Florence Kling Harding
1860-1924
Born: Marion, OH
Married: Henry de Wolfe, 1860, divorced 1886;
Warren Harding, 1891
Children: None
First Lady: 1915-1921

Warren Harding was elected by a landslide in 1920. It seemed that the public was pleased to again have a vigorous President with an eminently sociable First Lady. The Hardings described themselves as "just plain folks" and it was reported that the First Lady would often greet tourists at the White House. She was known as a successful hostess at huge receptions and garden parties. Unbeknownst to most of the public, however, the Hardings defied Prohibition and regularly served liquor for the President and his close friends.
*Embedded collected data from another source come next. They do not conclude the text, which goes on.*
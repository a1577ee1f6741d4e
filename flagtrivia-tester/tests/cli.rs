use std::process::Command;

fn temp_path(label: &str) -> std::path::PathBuf {
    std::env::temp_dir().join(format!(
        "flagtrivia-cli-{label}-{}",
        std::time::SystemTime::now()
            .duration_since(std::time::UNIX_EPOCH)
            .unwrap_or_default()
            .as_nanos()
    ))
}

#[test]
fn cli_list_scenarios_writes_output() {
    let exe = env!("CARGO_BIN_EXE_flagtrivia-tester");
    let output_path = temp_path("list");
    let status = Command::new(exe)
        .args(["--list-scenarios", "--output"])
        .arg(&output_path)
        .status()
        .expect("run cli");
    assert!(status.success());
    let content = std::fs::read_to_string(output_path).expect("read output");
    assert!(content.contains("Available scenarios"));
    assert!(content.contains("perfect-duel"));
}

#[test]
fn cli_runs_smoke_with_json_report() {
    let exe = env!("CARGO_BIN_EXE_flagtrivia-tester");
    let output_path = temp_path("run");
    let output = Command::new(exe)
        .args([
            "--scenarios",
            "smoke",
            "--iterations",
            "1",
            "--seeds",
            "1",
            "--report",
            "json",
            "--output",
        ])
        .arg(&output_path)
        .output()
        .expect("run cli");
    assert!(output.status.success());
    let stdout = String::from_utf8_lossy(&output.stdout);
    assert!(stdout.contains("Flag Trivia Automated Tester"));
    let content = std::fs::read_to_string(output_path).expect("read output");
    let parsed: serde_json::Value = serde_json::from_str(&content).expect("json report");
    assert_eq!(parsed[0]["scenario_name"], "Smoke");
    assert_eq!(parsed[0]["passed"], true);
}

#[test]
fn cli_rejects_a_missing_question_bank() {
    let exe = env!("CARGO_BIN_EXE_flagtrivia-tester");
    let output = Command::new(exe)
        .args(["--iterations", "1", "--questions"])
        .arg(temp_path("absent.csv"))
        .output()
        .expect("run cli");
    assert!(!output.status.success());
    let stderr = String::from_utf8_lossy(&output.stderr);
    assert!(stderr.contains("failed to load questions"));
}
Florence Harding enjoyed playing bartender and the President's cronies enjoyed having her around. They called her "Duchess" and even the President referred to her as such.
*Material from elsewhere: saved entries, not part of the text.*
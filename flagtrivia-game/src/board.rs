//! Board grid, cells, and terrain setup.
use rand::Rng;
use rand::seq::SliceRandom;
use serde::{Deserialize, Serialize};

use crate::config::CategoryPolicy;
use crate::constants::CATEGORIES;
use crate::roster::PawnId;

/// A location on the board.
#[derive(Debug, Clone, Copy, PartialEq, Eq, Hash, PartialOrd, Ord, Serialize, Deserialize)]
pub struct Coord {
    pub row: u8,
    pub col: u8,
}

impl Coord {
    #[must_use]
    pub const fn new(row: u8, col: u8) -> Self {
        Self { row, col }
    }

    /// Build a coordinate from signed UI input, rejecting anything off-board.
    #[must_use]
    pub fn checked(row: i32, col: i32, size: u8) -> Option<Self> {
        let row = u8::try_from(row).ok()?;
        let col = u8::try_from(col).ok()?;
        (row < size && col < size).then_some(Self { row, col })
    }

    #[must_use]
    pub const fn manhattan(self, other: Self) -> u16 {
        (self.row.abs_diff(other.row) as u16) + (self.col.abs_diff(other.col) as u16)
    }

    /// In-bounds orthogonal neighbours in up, down, left, right order.
    #[must_use]
    pub fn orthogonal_neighbors(self, size: u8) -> Vec<Self> {
        let mut out = Vec::with_capacity(4);
        if self.row > 0 {
            out.push(Self::new(self.row - 1, self.col));
        }
        if self.row + 1 < size {
            out.push(Self::new(self.row + 1, self.col));
        }
        if self.col > 0 {
            out.push(Self::new(self.row, self.col - 1));
        }
        if self.col + 1 < size {
            out.push(Self::new(self.row, self.col + 1));
        }
        out
    }
}

/// A single board square.
#[derive(Debug, Clone, PartialEq, Eq, Serialize, Deserialize)]
pub struct Cell {
    /// Selects the question pool for actions targeting this cell.
    pub category: String,
    /// Holes are fixed at setup and can never hold a pawn.
    pub is_hole: bool,
    pub occupant: Option<PawnId>,
}

impl Cell {
    fn new(category: &str) -> Self {
        Self {
            category: category.to_string(),
            is_hole: false,
            occupant: None,
        }
    }

    #[must_use]
    pub const fn is_free(&self) -> bool {
        !self.is_hole && self.occupant.is_none()
    }
}

/// Square grid of cells stored row-major.
#[derive(Debug, Clone, PartialEq, Eq, Serialize, Deserialize)]
pub struct Board {
    size: u8,
    cells: Vec<Cell>,
}

impl Board {
    /// Build a `size × size` board and tag every cell with a category.
    pub fn initialize<R: Rng + ?Sized>(size: u8, policy: CategoryPolicy, rng: &mut R) -> Self {
        let mut cells = Vec::with_capacity(usize::from(size) * usize::from(size));
        for row in 0..size {
            for col in 0..size {
                let category = match policy {
                    CategoryPolicy::Checkerboard => checkerboard_category(row, col),
                    CategoryPolicy::UniformRandom => {
                        CATEGORIES[rng.gen_range(0..CATEGORIES.len())]
                    }
                };
                cells.push(Cell::new(category));
            }
        }
        Self { size, cells }
    }

    #[must_use]
    pub const fn size(&self) -> u8 {
        self.size
    }

    #[must_use]
    pub const fn in_bounds(&self, coord: Coord) -> bool {
        coord.row < self.size && coord.col < self.size
    }

    fn index(&self, coord: Coord) -> Option<usize> {
        self.in_bounds(coord)
            .then(|| usize::from(coord.row) * usize::from(self.size) + usize::from(coord.col))
    }

    #[must_use]
    pub fn cell(&self, coord: Coord) -> Option<&Cell> {
        self.index(coord).and_then(|idx| self.cells.get(idx))
    }

    fn cell_mut(&mut self, coord: Coord) -> Option<&mut Cell> {
        self.index(coord).and_then(|idx| self.cells.get_mut(idx))
    }

    #[must_use]
    pub fn occupant_at(&self, coord: Coord) -> Option<PawnId> {
        self.cell(coord).and_then(|cell| cell.occupant)
    }

    #[must_use]
    pub fn is_hole(&self, coord: Coord) -> bool {
        self.cell(coord).is_some_and(|cell| cell.is_hole)
    }

    /// Iterate over every cell with its coordinate, row-major.
    pub fn iter(&self) -> impl Iterator<Item = (Coord, &Cell)> + '_ {
        let size = self.size;
        self.cells.iter().enumerate().map(move |(idx, cell)| {
            let row = u8::try_from(idx / usize::from(size)).unwrap_or(u8::MAX);
            let col = u8::try_from(idx % usize::from(size)).unwrap_or(u8::MAX);
            (Coord::new(row, col), cell)
        })
    }

    #[must_use]
    pub fn hole_count(&self) -> usize {
        self.cells.iter().filter(|cell| cell.is_hole).count()
    }

    /// Turn `count` random free cells into holes, sampling without replacement.
    ///
    /// Must run after pawns are placed. `count` is clamped to the number of
    /// free cells. Returns the cells that became holes.
    pub fn place_holes<R: Rng + ?Sized>(&mut self, count: usize, rng: &mut R) -> Vec<Coord> {
        let free: Vec<Coord> = self
            .iter()
            .filter(|(_, cell)| cell.is_free())
            .map(|(coord, _)| coord)
            .collect();
        let count = count.min(free.len());
        let chosen: Vec<Coord> = free.choose_multiple(rng, count).copied().collect();
        for coord in &chosen {
            if let Some(cell) = self.cell_mut(*coord) {
                cell.is_hole = true;
            }
        }
        log::debug!("placed {} holes on {}x{} board", chosen.len(), self.size, self.size);
        chosen
    }

    /// Put a pawn on an empty, non-hole cell. Returns false if the cell is unusable.
    pub(crate) fn set_occupant(&mut self, coord: Coord, pawn: PawnId) -> bool {
        match self.cell_mut(coord) {
            Some(cell) if cell.is_free() => {
                cell.occupant = Some(pawn);
                true
            }
            _ => false,
        }
    }

    pub(crate) fn clear_occupant(&mut self, coord: Coord) -> Option<PawnId> {
        self.cell_mut(coord).and_then(|cell| cell.occupant.take())
    }

    /// Move whatever stands on `from` onto the empty cell `to`.
    pub(crate) fn move_occupant(&mut self, from: Coord, to: Coord) -> bool {
        if !self.cell(to).is_some_and(Cell::is_free) {
            return false;
        }
        let Some(pawn) = self.clear_occupant(from) else {
            return false;
        };
        self.set_occupant(to, pawn)
    }
}

fn checkerboard_category(row: u8, col: u8) -> &'static str {
    CATEGORIES[(usize::from(row) + usize::from(col)) % CATEGORIES.len()]
}

#[cfg(test)]
mod tests {
    use super::*;
    use rand::SeedableRng;
    use rand_chacha::ChaCha20Rng;

    fn board(size: u8) -> Board {
        let mut rng = ChaCha20Rng::seed_from_u64(7);
        Board::initialize(size, CategoryPolicy::Checkerboard, &mut rng)
    }

    #[test]
    fn checkerboard_follows_row_plus_col() {
        let board = board(8);
        assert_eq!(board.cell(Coord::new(0, 0)).unwrap().category, "Sport");
        assert_eq!(board.cell(Coord::new(0, 1)).unwrap().category, "History");
        assert_eq!(board.cell(Coord::new(1, 0)).unwrap().category, "History");
        assert_eq!(board.cell(Coord::new(3, 3)).unwrap().category, "Sport");
        assert_eq!(board.cell(Coord::new(2, 3)).unwrap().category, "Random");
    }

    #[test]
    fn uniform_policy_only_uses_known_categories() {
        let mut rng = ChaCha20Rng::seed_from_u64(99);
        let board = Board::initialize(12, CategoryPolicy::UniformRandom, &mut rng);
        assert!(
            board
                .iter()
                .all(|(_, cell)| CATEGORIES.contains(&cell.category.as_str()))
        );
    }

    #[test]
    fn neighbors_stay_in_bounds() {
        assert_eq!(Coord::new(0, 0).orthogonal_neighbors(6).len(), 2);
        assert_eq!(Coord::new(5, 2).orthogonal_neighbors(6).len(), 3);
        assert_eq!(Coord::new(3, 3).orthogonal_neighbors(6).len(), 4);
        assert_eq!(Coord::new(1, 1).manhattan(Coord::new(2, 3)), 3);
    }

    #[test]
    fn checked_rejects_negative_and_oversized_input() {
        assert_eq!(Coord::checked(-1, 0, 8), None);
        assert_eq!(Coord::checked(0, 8, 8), None);
        assert_eq!(Coord::checked(300, 1, 8), None);
        assert_eq!(Coord::checked(7, 7, 8), Some(Coord::new(7, 7)));
    }

    #[test]
    fn holes_skip_occupied_cells_and_clamp() {
        let mut board = board(6);
        let mut rng = ChaCha20Rng::seed_from_u64(3);
        for col in 0..6 {
            assert!(board.set_occupant(Coord::new(0, col), PawnId(u16::from(col))));
        }
        let holes = board.place_holes(1_000, &mut rng);
        assert_eq!(holes.len(), 30);
        assert_eq!(board.hole_count(), 30);
        for col in 0..6 {
            assert!(!board.is_hole(Coord::new(0, col)));
        }
    }

    #[test]
    fn holes_are_distinct() {
        let mut board = board(10);
        let mut rng = ChaCha20Rng::seed_from_u64(11);
        let mut holes = board.place_holes(20, &mut rng);
        holes.sort();
        holes.dedup();
        assert_eq!(holes.len(), 20);
        assert_eq!(board.hole_count(), 20);
    }

    #[test]
    fn occupant_moves_only_onto_free_cells() {
        let mut board = board(6);
        let a = Coord::new(1, 1);
        let b = Coord::new(1, 2);
        assert!(board.set_occupant(a, PawnId(1)));
        assert!(!board.set_occupant(a, PawnId(2)));
        assert!(board.move_occupant(a, b));
        assert_eq!(board.occupant_at(a), None);
        assert_eq!(board.occupant_at(b), Some(PawnId(1)));
        assert!(!board.move_occupant(a, b));
    }
}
Florence was devoted to the achievement of high political office for Warren. At the time of their marriage, she was a divorce with a young son. Her father, an extremely wealthy banker in Marion, Ohio, strongly opposed her relationship with Harding (who was five years Florence's junior.) After the marriage, Florence's father did not speak to her for some seven years.

She once said, "I have only one-real hobby-- it's my husband." Without his strong willed wife, poker-playing Warren probably would not have become President. It is said that Florence insisted that he run for the nation's highest office. Although he didn't want to be President, She certainly wanted to be First Lady!
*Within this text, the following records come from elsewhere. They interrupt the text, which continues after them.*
//! Match configuration.
use serde::{Deserialize, Serialize};

use crate::constants::{
    DEFAULT_BOARD_SIZE, DEFAULT_HOLE_COUNT, DEFAULT_PLAYERS, DEFAULT_TIME_LIMIT_SECS,
    MAX_BOARD_SIZE, MAX_PLAYERS, MAX_TIME_LIMIT_SECS, MIN_BOARD_SIZE, MIN_PLAYERS,
    MIN_TIME_LIMIT_SECS,
};
use crate::error::ConfigError;

/// How categories are laid out across the board.
#[derive(Debug, Clone, Copy, PartialEq, Eq, Default, Serialize, Deserialize)]
#[serde(rename_all = "snake_case")]
pub enum CategoryPolicy {
    /// `CATEGORIES[(row + col) % len]`, reproducible without any randomness.
    #[default]
    Checkerboard,
    /// Each cell draws its category uniformly from the match RNG.
    UniformRandom,
}

/// Everything needed to set up a match.
#[derive(Debug, Clone, PartialEq, Eq, Serialize, Deserialize)]
pub struct MatchConfig {
    #[serde(default = "MatchConfig::default_players")]
    pub players: u8,
    #[serde(default = "MatchConfig::default_board_size")]
    pub board_size: u8,
    #[serde(default = "MatchConfig::default_hole_count")]
    pub hole_count: u16,
    /// Answer timer for the presentation layer; the engine only forwards it.
    #[serde(default = "MatchConfig::default_time_limit")]
    pub time_limit_secs: u16,
    #[serde(default)]
    pub category_policy: CategoryPolicy,
    #[serde(default)]
    pub seed: u64,
}

impl Default for MatchConfig {
    fn default() -> Self {
        Self {
            players: DEFAULT_PLAYERS,
            board_size: DEFAULT_BOARD_SIZE,
            hole_count: DEFAULT_HOLE_COUNT,
            time_limit_secs: DEFAULT_TIME_LIMIT_SECS,
            category_policy: CategoryPolicy::default(),
            seed: 0,
        }
    }
}

impl MatchConfig {
    const fn default_players() -> u8 {
        DEFAULT_PLAYERS
    }

    const fn default_board_size() -> u8 {
        DEFAULT_BOARD_SIZE
    }

    const fn default_hole_count() -> u16 {
        DEFAULT_HOLE_COUNT
    }

    const fn default_time_limit() -> u16 {
        DEFAULT_TIME_LIMIT_SECS
    }

    #[must_use]
    pub const fn with_players(mut self, players: u8) -> Self {
        self.players = players;
        self
    }

    #[must_use]
    pub const fn with_board_size(mut self, board_size: u8) -> Self {
        self.board_size = board_size;
        self
    }

    #[must_use]
    pub const fn with_hole_count(mut self, hole_count: u16) -> Self {
        self.hole_count = hole_count;
        self
    }

    #[must_use]
    pub const fn with_time_limit(mut self, secs: u16) -> Self {
        self.time_limit_secs = secs;
        self
    }

    #[must_use]
    pub const fn with_category_policy(mut self, policy: CategoryPolicy) -> Self {
        self.category_policy = policy;
        self
    }

    #[must_use]
    pub const fn with_seed(mut self, seed: u64) -> Self {
        self.seed = seed;
        self
    }

    /// Menu-style player count adjustment, clamped to the supported range.
    pub fn adjust_players(&mut self, delta: i32) {
        self.players = clamp_step(
            i32::from(self.players),
            delta,
            i32::from(MIN_PLAYERS),
            i32::from(MAX_PLAYERS),
        )
        .try_into()
        .unwrap_or(MIN_PLAYERS);
    }

    /// Menu-style board size adjustment, clamped to the supported range.
    pub fn adjust_board_size(&mut self, delta: i32) {
        self.board_size = clamp_step(
            i32::from(self.board_size),
            delta,
            i32::from(MIN_BOARD_SIZE),
            i32::from(MAX_BOARD_SIZE),
        )
        .try_into()
        .unwrap_or(MIN_BOARD_SIZE);
    }

    /// Menu-style answer timer adjustment, clamped to the supported range.
    pub fn adjust_time_limit(&mut self, delta: i32) {
        self.time_limit_secs = clamp_step(
            i32::from(self.time_limit_secs),
            delta,
            i32::from(MIN_TIME_LIMIT_SECS),
            i32::from(MAX_TIME_LIMIT_SECS),
        )
        .try_into()
        .unwrap_or(MIN_TIME_LIMIT_SECS);
    }

    /// Check that every field lies inside its supported range.
    ///
    /// # Errors
    ///
    /// Returns the first out-of-range field as a [`ConfigError`].
    pub fn validate(&self) -> Result<(), ConfigError> {
        if !(MIN_PLAYERS..=MAX_PLAYERS).contains(&self.players) {
            return Err(ConfigError::PlayerCount(self.players));
        }
        if !(MIN_BOARD_SIZE..=MAX_BOARD_SIZE).contains(&self.board_size) {
            return Err(ConfigError::BoardSize(self.board_size));
        }
        if !(MIN_TIME_LIMIT_SECS..=MAX_TIME_LIMIT_SECS).contains(&self.time_limit_secs) {
            return Err(ConfigError::TimeLimit(self.time_limit_secs));
        }
        Ok(())
    }
}

fn clamp_step(value: i32, delta: i32, min: i32, max: i32) -> i32 {
    value.saturating_add(delta).clamp(min, max)
}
The Harding administration was known for being scandal-ridden and corrupt. President Harding once said that, "In this job I am not worried about my enemies. It is my friends who are keeping me awake." This bitter remark referred to the members of Harding's so-called "Ohio Gang," the cronies who turned out to have been poor friends indeed. In an effort to shore up his declining public image, the President and First Lady embarked on a cross-country "Voyage of Understanding" in June 1923. On August 2, the President died in San Francisco, probably of a cerebral blood clot. Florence eventually burned almost all the presidential papers, an act which has certainly served to cloud the truth regarding the Hardings' knowledge of the corruption around them. Florence Harding survived her husband by only little more than one year, dying in 1924 of complications relating to chronic kidney disease.